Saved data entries
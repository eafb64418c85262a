mod cli;
mod report;

use chrono::{Local, NaiveDate};
use clap::Parser;
use cli::{Cli, Commands, FieldArgs};
use farmadvisor::config::{Config, OutputFormat};
use farmadvisor::error::{AdvisorError, Result};
use farmadvisor::logic::{
    estimate_yield, recommend_npk, watering_plan, Advisor, IrrigationAdvisor,
};
use farmadvisor::models::DecisionInput;
use serde::Serialize;
use tracing::info;
use tracing_subscriber::EnvFilter;

fn main() -> Result<()> {
    // Load .env file if present
    let _ = dotenvy::dotenv();

    let cli = Cli::parse();

    // Initialize logging
    let default_level = match cli.verbose {
        0 => "warn",
        1 => "debug",
        _ => "trace",
    };
    tracing_subscriber::fmt()
        .with_env_filter(
            EnvFilter::try_from_default_env().unwrap_or_else(|_| EnvFilter::new(default_level)),
        )
        .with_writer(std::io::stderr)
        .init();

    if let Commands::Init = cli.command {
        Config::setup_interactive(cli.config)?;
        return Ok(());
    }

    // Load configuration
    let config = match Config::load(cli.config.clone()) {
        Ok(c) => c,
        Err(e) => {
            eprintln!("Configuration error: {}", e);
            eprintln!("Run `farmadvisor init` to create a config file.");
            std::process::exit(1);
        }
    };

    let json = cli.json || config.output.format == OutputFormat::Json;
    let output = Output {
        json,
        pretty: config.output.pretty,
    };

    match cli.command {
        Commands::Irrigate(field) => {
            let input = decision_input(&field, &config);
            info!(soil = %input.soil_type, crop = %input.crop_name, "Running irrigation decision");
            let result = IrrigationAdvisor.advise(&input);
            output.emit(&result, || report::irrigation(&result))?;
        }
        Commands::Plan { field, start } => {
            let start = parse_start(start.as_deref())?;
            let input = decision_input(&field, &config);
            info!(%start, "Building watering plan");
            let result = IrrigationAdvisor.advise(&input);
            let days = watering_plan(start, result.frequency_days, result.need_irrigation);
            output.emit(
                &serde_json::json!({ "decision": &result, "plan": &days }),
                || report::plan(&result, &days),
            )?;
        }
        Commands::Fertilize { crop, soil, stage } => {
            let crop = crop.unwrap_or_else(|| config.field.crop_name.clone());
            let soil = soil.unwrap_or_else(|| config.field.soil_type.clone());
            let stage = stage.unwrap_or_else(|| config.field.crop_stage.clone());
            info!(%crop, %soil, %stage, "Running fertilizer recommendation");
            let advice = recommend_npk(&crop, &soil, &stage);
            output.emit(&advice, || report::fertilizer(&advice))?;
        }
        Commands::Yield {
            crop,
            rainfall,
            level,
        } => {
            let crop = crop.unwrap_or_else(|| config.field.crop_name.clone());
            let level = level.unwrap_or_else(|| config.field.irrigation_level.clone());
            info!(%crop, rainfall, %level, "Running yield estimate");
            let estimate = estimate_yield(&crop, rainfall, &level);
            output.emit(&estimate, || report::yield_estimate(&estimate))?;
        }
        Commands::Tables => {
            println!("{}", report::reference_tables());
        }
        Commands::Init => {}
    }

    Ok(())
}

struct Output {
    json: bool,
    pretty: bool,
}

impl Output {
    fn emit<T: Serialize>(&self, value: &T, text: impl FnOnce() -> String) -> Result<()> {
        let rendered = if !self.json {
            text()
        } else if self.pretty {
            serde_json::to_string_pretty(value)?
        } else {
            serde_json::to_string(value)?
        };
        println!("{}", rendered);
        Ok(())
    }
}

fn decision_input(field: &FieldArgs, config: &Config) -> DecisionInput {
    DecisionInput::new(
        field.soil.as_deref().unwrap_or(config.field.soil_type.as_str()),
        field.crop.as_deref().unwrap_or(config.field.crop_name.as_str()),
        field.stage.as_deref().unwrap_or(config.field.crop_stage.as_str()),
        field.moisture,
        field.temperature,
        field.rain,
    )
}

fn parse_start(start: Option<&str>) -> Result<NaiveDate> {
    match start {
        Some(s) => NaiveDate::parse_from_str(s.trim(), "%Y-%m-%d").map_err(|e| {
            AdvisorError::InvalidInput(format!("Invalid start date '{}': {}", s, e))
        }),
        None => Ok(Local::now().date_naive()),
    }
}
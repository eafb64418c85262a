use serde::{Deserialize, Serialize};

#[derive(Debug, Clone, Copy, PartialEq, Eq, Default, Serialize, Deserialize)]
#[serde(rename_all = "lowercase")]
pub enum IrrigationLevel {
    Low,
    #[default]
    Medium,
    High,
}

impl IrrigationLevel {
    pub const ALL: [IrrigationLevel; 3] = [
        IrrigationLevel::Low,
        IrrigationLevel::Medium,
        IrrigationLevel::High,
    ];

    pub fn as_str(&self) -> &'static str {
        match self {
            IrrigationLevel::Low => "Low",
            IrrigationLevel::Medium => "Medium",
            IrrigationLevel::High => "High",
        }
    }

    pub fn label(&self) -> &'static str {
        match self {
            IrrigationLevel::Low => "Low (minimal irrigation)",
            IrrigationLevel::Medium => "Medium (regular irrigation)",
            IrrigationLevel::High => "High (intensive irrigation)",
        }
    }

    pub fn from_str(s: &str) -> Option<Self> {
        match s.trim().to_lowercase().as_str() {
            "low" | "minimal" | "low (minimal irrigation)" => Some(IrrigationLevel::Low),
            "medium" | "regular" | "medium (regular irrigation)" => Some(IrrigationLevel::Medium),
            "high" | "intensive" | "high (intensive irrigation)" => Some(IrrigationLevel::High),
            _ => None,
        }
    }
}

impl std::fmt::Display for IrrigationLevel {
    fn fmt(&self, f: &mut std::fmt::Formatter<'_>) -> std::fmt::Result {
        write!(f, "{}", self.label())
    }
}

/// How well seasonal water supply covers the crop's need.
#[derive(Debug, Clone, Copy, PartialEq, Eq, Serialize, Deserialize)]
pub enum WaterStatus {
    #[serde(rename = "Severe water deficit")]
    SevereDeficit,
    #[serde(rename = "Moderate water deficit")]
    ModerateDeficit,
    #[serde(rename = "Mild water deficit")]
    MildDeficit,
    #[serde(rename = "Optimal water availability")]
    Optimal,
    #[serde(rename = "Excess water (potential waterlogging)")]
    Excess,
}

impl WaterStatus {
    pub fn as_str(&self) -> &'static str {
        match self {
            WaterStatus::SevereDeficit => "Severe water deficit",
            WaterStatus::ModerateDeficit => "Moderate water deficit",
            WaterStatus::MildDeficit => "Mild water deficit",
            WaterStatus::Optimal => "Optimal water availability",
            WaterStatus::Excess => "Excess water (potential waterlogging)",
        }
    }

    pub fn is_deficit(&self) -> bool {
        matches!(
            self,
            WaterStatus::SevereDeficit | WaterStatus::ModerateDeficit | WaterStatus::MildDeficit
        )
    }
}

impl std::fmt::Display for WaterStatus {
    fn fmt(&self, f: &mut std::fmt::Formatter<'_>) -> std::fmt::Result {
        write!(f, "{}", self.as_str())
    }
}

/// Seasonal yield range and simple cost-benefit figures, per acre.
#[derive(Debug, Clone, PartialEq, Serialize, Deserialize)]
pub struct YieldEstimate {
    pub yield_min: f64,
    pub yield_max: f64,
    pub expected_yield: f64,
    pub water_status: WaterStatus,
    /// Percent of the seasonal need covered, capped at 120.
    pub water_fulfillment: f64,
    pub cost: i64,
    pub revenue: i64,
    pub profit: i64,
    pub roi: f64,
    pub explanation: String,
}
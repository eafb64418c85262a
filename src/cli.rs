use clap::{Args, Parser, Subcommand};
use std::path::PathBuf;

#[derive(Parser)]
#[command(
    name = "farmadvisor",
    version,
    about = "Irrigation, fertilizer and yield advice for small farms"
)]
pub struct Cli {
    #[command(subcommand)]
    pub command: Commands,

    /// Path to config.yaml
    #[arg(short, long, global = true)]
    pub config: Option<PathBuf>,

    /// Print JSON instead of a text report
    #[arg(long, global = true)]
    pub json: bool,

    /// Increase log verbosity (-v for debug, -vv for trace)
    #[arg(short, long, action = clap::ArgAction::Count, global = true)]
    pub verbose: u8,
}

/// Field description shared by the irrigation commands. Omitted
/// categories come from the config file.
#[derive(Args, Debug, Clone)]
pub struct FieldArgs {
    /// Soil type (clay, loam, sandy)
    #[arg(long)]
    pub soil: Option<String>,

    /// Crop name (rice, wheat, maize, ...)
    #[arg(long)]
    pub crop: Option<String>,

    /// Growth stage (germination, vegetative, flowering, harvest)
    #[arg(long)]
    pub stage: Option<String>,

    /// Current volumetric soil moisture (%)
    #[arg(short, long, allow_hyphen_values = true)]
    pub moisture: f64,

    /// Air temperature (°C)
    #[arg(short, long, allow_hyphen_values = true)]
    pub temperature: f64,

    /// Probability of rain (%)
    #[arg(short, long, allow_hyphen_values = true, default_value_t = 0.0)]
    pub rain: f64,
}

#[derive(Subcommand)]
pub enum Commands {
    /// Decide whether and how much to irrigate
    Irrigate(FieldArgs),
    /// Seven-day watering timeline for a field
    Plan {
        #[command(flatten)]
        field: FieldArgs,

        /// First day of the plan (YYYY-MM-DD, defaults to today)
        #[arg(long)]
        start: Option<String>,
    },
    /// NPK recommendation for the current growth stage
    Fertilize {
        #[arg(long)]
        crop: Option<String>,

        #[arg(long)]
        soil: Option<String>,

        /// Growth stage (short name or label such as "Vegetative Growth")
        #[arg(long)]
        stage: Option<String>,
    },
    /// Seasonal yield and cost-benefit estimate
    Yield {
        #[arg(long)]
        crop: Option<String>,

        /// Expected seasonal rainfall (mm)
        #[arg(long)]
        rainfall: f64,

        /// Irrigation level (low, medium, high)
        #[arg(long)]
        level: Option<String>,
    },
    /// Print the reference tables the advisors use
    Tables,
    /// Write a config file interactively
    Init,
}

WORK ORDER = Some lines above hold the word "MildDeficit". Copy all of them.

ANSWER BOX =
    MildDeficit,
            WaterStatus::MildDeficit => "Mild water deficit",
            WaterStatus::SevereDeficit | WaterStatus::ModerateDeficit | WaterStatus::MildDeficit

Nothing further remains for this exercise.